Presiden Prancis, Emmanuel Macron, dan Presiden Komisi Eropa, Ursula von der Leyen, melakukan kunjungan tiga hari ke Tiongkok dari Rabu (5/4) hingga Jum'at (7/4) untuk bertemu dengan Presiden Tiongkok, Xi Jinping. Kunjungan mereka mengikuti rekan-rekan Eropa sebelumnya seperti Kanselir Jerman Olaf Scholz, Presiden Dewan Eropa Charles Michel dan Perdana Menteri Spanyol Pedro Sanchez.
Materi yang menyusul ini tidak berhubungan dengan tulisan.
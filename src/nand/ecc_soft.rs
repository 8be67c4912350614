//! Software Hamming ECC: 3 bytes of parity per 256 bytes of data, correcting any single-bit error
//! and detecting any double-bit error.
//!
//! Parity layout (all bits stored inverted, so an erased step has an all-ones code):
//!
//! | byte | bits                              |
//! | ---- | --------------------------------- |
//! | 0    | line parity LP7..LP0              |
//! | 1    | line parity LP15..LP8             |
//! | 2    | column parity CP5..CP0, then 1, 1 |
//!
//! LP(2k) covers the bytes whose index has bit k clear, LP(2k+1) those with bit k set; column
//! parities do the same over the bit positions of the XOR of all bytes.

/// Data bytes covered by one code
pub const STEP_SIZE: usize = 256;

/// Parity bytes per step
pub const CODE_SIZE: usize = 3;

/// Result of checking a step against its stored code
#[derive(Debug, Clone, Copy, PartialEq, Eq)]
pub enum Correction {
    Clean,
    /// A data bit was flipped and has been repaired
    Data { byte: usize, bit: u8 },
    /// A bit of the stored code itself was flipped; the data is good
    Code,
    Uncorrectable,
}

pub fn calculate(data: &[u8]) -> [u8; CODE_SIZE] {
    debug_assert_eq!(data.len(), STEP_SIZE);

    let mut line: u16 = 0;
    let mut column: u8 = 0;
    for (index, &byte) in data.iter().enumerate() {
        column ^= byte;
        if byte.count_ones() & 1 == 1 {
            for k in 0..8 {
                let odd = (index >> k) & 1;
                line ^= 1 << (2 * k + odd);
            }
        }
    }

    let mut cp: u8 = 0;
    for bit in 0..8 {
        if column & (1 << bit) != 0 {
            for j in 0..3 {
                let odd = (bit >> j) & 1;
                cp ^= 1 << (2 * j + odd);
            }
        }
    }

    [!(line as u8), !((line >> 8) as u8), !(cp << 2)]
}

/// Check `data` against the code read from flash and repair a single-bit error in place
pub fn correct(data: &mut [u8], read: &[u8], calc: &[u8; CODE_SIZE]) -> Correction {
    let line = u16::from(read[0] ^ calc[0]) | u16::from(read[1] ^ calc[1]) << 8;
    let cp = (read[2] ^ calc[2]) >> 2;

    if line == 0 && cp == 0 {
        return Correction::Clean;
    }

    // A single data error flips exactly one parity of every pair
    if (line ^ (line >> 1)) & 0x5555 == 0x5555 && (cp ^ (cp >> 1)) & 0x15 == 0x15 {
        let byte = (0..8)
            .filter(|k| line & (1 << (2 * k + 1)) != 0)
            .fold(0usize, |acc, k| acc | 1 << k);
        let bit = (0..3)
            .filter(|j| cp & (1 << (2 * j + 1)) != 0)
            .fold(0u8, |acc, j| acc | 1 << j);
        data[byte] ^= 1 << bit;
        return Correction::Data { byte, bit };
    }

    if line.count_ones() + cp.count_ones() == 1 {
        return Correction::Code;
    }

    Correction::Uncorrectable
}

#[cfg(test)]
mod tests {
    use super::*;
    use rand::rngs::SmallRng;
    use rand::{Rng, SeedableRng};

    fn random_step(seed: u64) -> Vec<u8> {
        let mut rng = SmallRng::seed_from_u64(seed);
        (0..STEP_SIZE).map(|_| rng.gen()).collect()
    }

    #[test]
    fn test_erased_code() {
        assert_eq!(calculate(&[0xFF; STEP_SIZE]), [0xFF; 3]);
    }

    #[test]
    fn test_clean() {
        let mut data = random_step(1);
        let code = calculate(&data);
        assert_eq!(correct(&mut data, &code, &code), Correction::Clean);
    }

    #[test]
    fn test_single_bit_errors() {
        let original = random_step(2);
        let code = calculate(&original);
        let mut rng = SmallRng::seed_from_u64(3);

        for _ in 0..64 {
            let byte = rng.gen_range(0..STEP_SIZE);
            let bit = rng.gen_range(0..8u8);

            let mut data = original.clone();
            data[byte] ^= 1 << bit;
            let calc = calculate(&data);
            assert_eq!(
                correct(&mut data, &code, &calc),
                Correction::Data { byte, bit }
            );
            assert_eq!(data, original);
        }
    }

    #[test]
    fn test_code_bit_error() {
        let mut data = random_step(4);
        let mut code = calculate(&data);
        let calc = code;
        code[1] ^= 0x10;
        assert_eq!(correct(&mut data, &code, &calc), Correction::Code);
    }

    #[test]
    fn test_double_bit_errors() {
        let original = random_step(5);
        let code = calculate(&original);

        for ((b1, i1), (b2, i2)) in [((3, 1), (100, 6)), ((7, 0), (7, 5)), ((0, 0), (255, 0))] {
            let mut data = original.clone();
            data[b1] ^= 1 << i1;
            data[b2] ^= 1 << i2;
            let calc = calculate(&data);
            assert_eq!(correct(&mut data, &code, &calc), Correction::Uncorrectable);
        }
    }
}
Fraser Cameron, penasihat senior Pusat Kebijakan Eropa di Brussels, mengatakan pada program Jaringan Televisi Global China (CGTN) bahwa pernyataan bersama yang dikeluarkan oleh Tiongkok dan Prancis selama kunjungan Macron pada hari Jum'at mencakup konten yang kaya untuk memperkuat hubungan bilateral dan hubungan Tiongkok-Eropa, yang juga memiliki arti penting bagi keamanan global.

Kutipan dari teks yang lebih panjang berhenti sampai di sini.